The good news: I passed!! But there's a lot more behind this story.

I first attempted to become a Q Grader in 2011 with Kelly Peltier-Amoroso at SCA's (former) office in Long Beach, CA. I remember it well. She was a great instructor, but as is common on "the first attempt", I failed about 5 of the required 21 sensory tests. I paid for and traveled to re-take exams and eventually successfully passed all tests in 2013. Since you have to re-calibrate every three years to stay certified, in 2022, I am on my third calibration. I failed my first attempt in October 2021, when I tried to calibrate immediately following SCA New Orleans. I needed to practice identifying "CQI defects". The only tastes that qualify as defects at CQI are phenol, ferment, mold and potato. 

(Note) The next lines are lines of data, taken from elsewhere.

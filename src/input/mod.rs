//! Input loading: resume JSON and job-description text files

pub mod text_extractor;

use crate::error::{AtsError, Result};
use crate::processing::resume::ResumeData;
use log::debug;
use std::fs;
use std::path::Path;
use text_extractor::{MarkdownExtractor, PlainTextExtractor, TextExtractor};

/// Load structured resume data from a JSON export of the form UI.
pub fn load_resume(path: &Path) -> Result<ResumeData> {
    let content = fs::read_to_string(path)?;
    let resume: ResumeData = serde_json::from_str(&content)?;
    debug!(
        "loaded resume for '{}' with {} experience entries",
        resume.personal_info.full_name,
        resume.experience.len()
    );
    Ok(resume)
}

/// Load job-description text, dispatching on the file extension.
pub fn load_job_description(path: &Path) -> Result<String> {
    let extension = path
        .extension()
        .and_then(|ext| ext.to_str())
        .map(|ext| ext.to_lowercase())
        .unwrap_or_default();

    let text = match extension.as_str() {
        "txt" => PlainTextExtractor.extract(path)?,
        "md" | "markdown" => MarkdownExtractor.extract(path)?,
        other => {
            return Err(AtsError::UnsupportedFormat(format!(
                "'{}' is not a supported job description format (use .txt or .md)",
                other
            )));
        }
    };

    debug!("loaded job description: {} characters", text.len());
    Ok(text)
}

After I scheduled my re-calibration for June 10, I started practicing in April. I bought 'low grade' specialty coffees and a few commercial grade coffees. I started brewing and tasting cups next to each other. At first I used sets of two and three (for ease and speed), and towards the end, I set-up sets of five to be ready for the exam. In May I started spiking a cup with my hacked "recipes" for defects. Phenol = Maxwell House Light Roast; Ferment = brine from sauerkraut, etc. Thanks to family members for helping me with "cup mixing" to create blind tests!

I got in touch with long-time coffee friend and customer, Teresa Pilarz, founder of Espresso Elevado, who kindly leant me her Le Nez du Cafe set. I practiced intensely with eight of the vials of "bad smells". 

What helped the most was advice and tips on defect "detection, identification, description" from Todd Arnette, CQI's director of education. I wrote to him after my unhappy result in October 2021, explaining what I was pretty sure had been my downfall (defect identification), and appreciated his support.

My instructors for Q training have also been supportive. Drew Billups, director of education at Atlas, was awesome. Other previous instructors include Jodi Dowell, Rob Stephenson and, as mentioned above, Kelly Peltier-Amoroso.